Instructions to follow: Go through the data and count the lines holding the string "seen". Write only the number.

Dataset entries:
++++++++++++++++++++
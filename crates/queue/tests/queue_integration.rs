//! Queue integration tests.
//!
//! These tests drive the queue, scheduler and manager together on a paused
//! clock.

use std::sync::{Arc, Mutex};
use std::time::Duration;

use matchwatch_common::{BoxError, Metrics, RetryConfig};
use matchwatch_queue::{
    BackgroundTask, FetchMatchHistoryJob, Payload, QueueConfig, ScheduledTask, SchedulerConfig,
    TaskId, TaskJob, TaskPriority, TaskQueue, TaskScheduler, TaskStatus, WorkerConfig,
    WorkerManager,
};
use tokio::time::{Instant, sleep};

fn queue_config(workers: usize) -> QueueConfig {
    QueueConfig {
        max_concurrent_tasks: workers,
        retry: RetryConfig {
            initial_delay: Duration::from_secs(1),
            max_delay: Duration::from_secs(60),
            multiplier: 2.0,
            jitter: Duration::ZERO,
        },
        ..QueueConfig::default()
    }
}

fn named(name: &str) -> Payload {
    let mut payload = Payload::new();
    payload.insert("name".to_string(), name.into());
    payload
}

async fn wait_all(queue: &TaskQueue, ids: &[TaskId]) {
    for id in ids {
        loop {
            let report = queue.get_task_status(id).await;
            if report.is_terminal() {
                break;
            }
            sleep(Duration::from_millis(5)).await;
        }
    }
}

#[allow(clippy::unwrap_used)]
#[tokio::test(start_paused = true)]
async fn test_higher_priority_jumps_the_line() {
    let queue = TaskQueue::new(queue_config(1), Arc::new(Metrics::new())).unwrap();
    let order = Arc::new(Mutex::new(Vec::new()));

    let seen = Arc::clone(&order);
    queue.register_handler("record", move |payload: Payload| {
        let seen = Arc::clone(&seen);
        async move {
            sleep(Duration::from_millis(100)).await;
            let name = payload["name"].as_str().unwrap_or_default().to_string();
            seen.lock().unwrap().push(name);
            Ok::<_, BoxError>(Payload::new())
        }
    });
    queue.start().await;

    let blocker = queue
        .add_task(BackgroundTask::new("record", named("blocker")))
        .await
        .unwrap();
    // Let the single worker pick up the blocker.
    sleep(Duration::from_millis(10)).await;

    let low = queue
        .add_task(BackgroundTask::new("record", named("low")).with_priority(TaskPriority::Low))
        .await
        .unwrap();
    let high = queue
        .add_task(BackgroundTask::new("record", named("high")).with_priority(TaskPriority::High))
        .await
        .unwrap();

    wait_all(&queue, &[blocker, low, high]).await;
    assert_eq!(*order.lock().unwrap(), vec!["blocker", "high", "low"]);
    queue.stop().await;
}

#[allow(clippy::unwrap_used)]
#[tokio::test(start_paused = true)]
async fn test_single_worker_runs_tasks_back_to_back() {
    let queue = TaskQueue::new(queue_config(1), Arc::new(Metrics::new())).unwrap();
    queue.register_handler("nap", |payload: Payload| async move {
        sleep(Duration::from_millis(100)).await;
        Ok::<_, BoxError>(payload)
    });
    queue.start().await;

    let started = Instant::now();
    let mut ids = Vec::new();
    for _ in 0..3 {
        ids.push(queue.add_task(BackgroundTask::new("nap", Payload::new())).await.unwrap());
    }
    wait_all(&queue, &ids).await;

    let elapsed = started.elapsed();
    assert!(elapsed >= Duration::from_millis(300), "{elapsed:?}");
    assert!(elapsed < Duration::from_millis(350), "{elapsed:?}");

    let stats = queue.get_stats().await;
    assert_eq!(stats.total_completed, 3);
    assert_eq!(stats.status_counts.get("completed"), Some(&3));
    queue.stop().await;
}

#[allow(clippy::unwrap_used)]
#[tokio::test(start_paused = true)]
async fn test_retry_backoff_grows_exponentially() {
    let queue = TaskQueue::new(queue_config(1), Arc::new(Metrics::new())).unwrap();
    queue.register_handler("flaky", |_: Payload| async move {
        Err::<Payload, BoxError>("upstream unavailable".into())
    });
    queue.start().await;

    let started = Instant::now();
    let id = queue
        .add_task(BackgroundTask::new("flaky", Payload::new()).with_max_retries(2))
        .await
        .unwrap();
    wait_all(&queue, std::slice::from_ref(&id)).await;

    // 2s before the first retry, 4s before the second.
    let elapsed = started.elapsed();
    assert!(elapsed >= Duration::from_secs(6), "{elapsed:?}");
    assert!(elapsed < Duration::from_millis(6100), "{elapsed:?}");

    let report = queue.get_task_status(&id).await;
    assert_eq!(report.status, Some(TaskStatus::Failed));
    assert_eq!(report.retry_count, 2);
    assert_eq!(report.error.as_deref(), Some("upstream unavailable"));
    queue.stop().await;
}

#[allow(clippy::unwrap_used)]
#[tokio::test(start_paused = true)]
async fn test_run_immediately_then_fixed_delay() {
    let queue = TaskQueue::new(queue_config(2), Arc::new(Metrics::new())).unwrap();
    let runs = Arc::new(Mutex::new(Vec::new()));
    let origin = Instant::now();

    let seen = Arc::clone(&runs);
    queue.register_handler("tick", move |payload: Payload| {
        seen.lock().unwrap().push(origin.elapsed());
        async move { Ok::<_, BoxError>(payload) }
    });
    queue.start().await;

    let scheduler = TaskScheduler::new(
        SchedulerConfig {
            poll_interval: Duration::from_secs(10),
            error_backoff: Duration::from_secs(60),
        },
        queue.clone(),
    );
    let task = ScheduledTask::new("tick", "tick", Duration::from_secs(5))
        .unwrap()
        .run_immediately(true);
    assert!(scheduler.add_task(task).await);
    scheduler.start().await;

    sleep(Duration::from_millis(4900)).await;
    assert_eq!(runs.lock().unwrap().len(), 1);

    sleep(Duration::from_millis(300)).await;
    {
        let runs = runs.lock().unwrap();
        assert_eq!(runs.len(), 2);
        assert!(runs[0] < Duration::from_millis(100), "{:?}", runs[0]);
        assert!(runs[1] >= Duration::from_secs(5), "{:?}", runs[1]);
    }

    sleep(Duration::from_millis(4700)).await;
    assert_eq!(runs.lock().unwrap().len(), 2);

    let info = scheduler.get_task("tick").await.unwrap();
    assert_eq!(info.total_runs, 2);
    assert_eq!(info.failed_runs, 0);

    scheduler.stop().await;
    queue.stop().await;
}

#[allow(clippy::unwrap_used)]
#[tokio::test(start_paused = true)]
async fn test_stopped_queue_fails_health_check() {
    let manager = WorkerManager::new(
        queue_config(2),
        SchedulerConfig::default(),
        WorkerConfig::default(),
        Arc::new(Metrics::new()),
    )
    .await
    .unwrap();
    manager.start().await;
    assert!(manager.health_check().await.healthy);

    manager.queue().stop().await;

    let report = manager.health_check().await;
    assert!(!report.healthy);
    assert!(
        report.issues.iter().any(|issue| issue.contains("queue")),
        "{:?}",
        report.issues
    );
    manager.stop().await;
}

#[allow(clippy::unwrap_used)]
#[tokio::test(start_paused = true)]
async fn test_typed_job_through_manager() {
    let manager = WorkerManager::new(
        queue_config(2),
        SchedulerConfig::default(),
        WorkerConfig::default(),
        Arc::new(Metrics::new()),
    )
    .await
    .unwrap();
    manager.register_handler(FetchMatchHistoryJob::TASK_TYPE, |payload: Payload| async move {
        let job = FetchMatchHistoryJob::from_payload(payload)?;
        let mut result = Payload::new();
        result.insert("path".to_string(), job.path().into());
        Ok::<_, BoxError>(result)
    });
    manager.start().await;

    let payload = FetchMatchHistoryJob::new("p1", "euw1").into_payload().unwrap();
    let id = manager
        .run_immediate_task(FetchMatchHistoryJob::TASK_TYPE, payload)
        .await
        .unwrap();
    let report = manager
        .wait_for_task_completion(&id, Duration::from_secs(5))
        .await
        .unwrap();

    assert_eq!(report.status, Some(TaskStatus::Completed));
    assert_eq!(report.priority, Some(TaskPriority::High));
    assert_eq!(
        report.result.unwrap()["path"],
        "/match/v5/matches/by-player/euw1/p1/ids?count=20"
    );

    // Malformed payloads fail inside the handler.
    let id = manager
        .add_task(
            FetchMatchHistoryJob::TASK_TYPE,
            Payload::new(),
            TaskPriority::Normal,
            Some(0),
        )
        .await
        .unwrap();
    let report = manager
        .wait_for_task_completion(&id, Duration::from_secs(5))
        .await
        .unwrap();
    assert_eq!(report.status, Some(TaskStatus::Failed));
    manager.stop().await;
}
++++++++++++++++++++
Output of the task: 5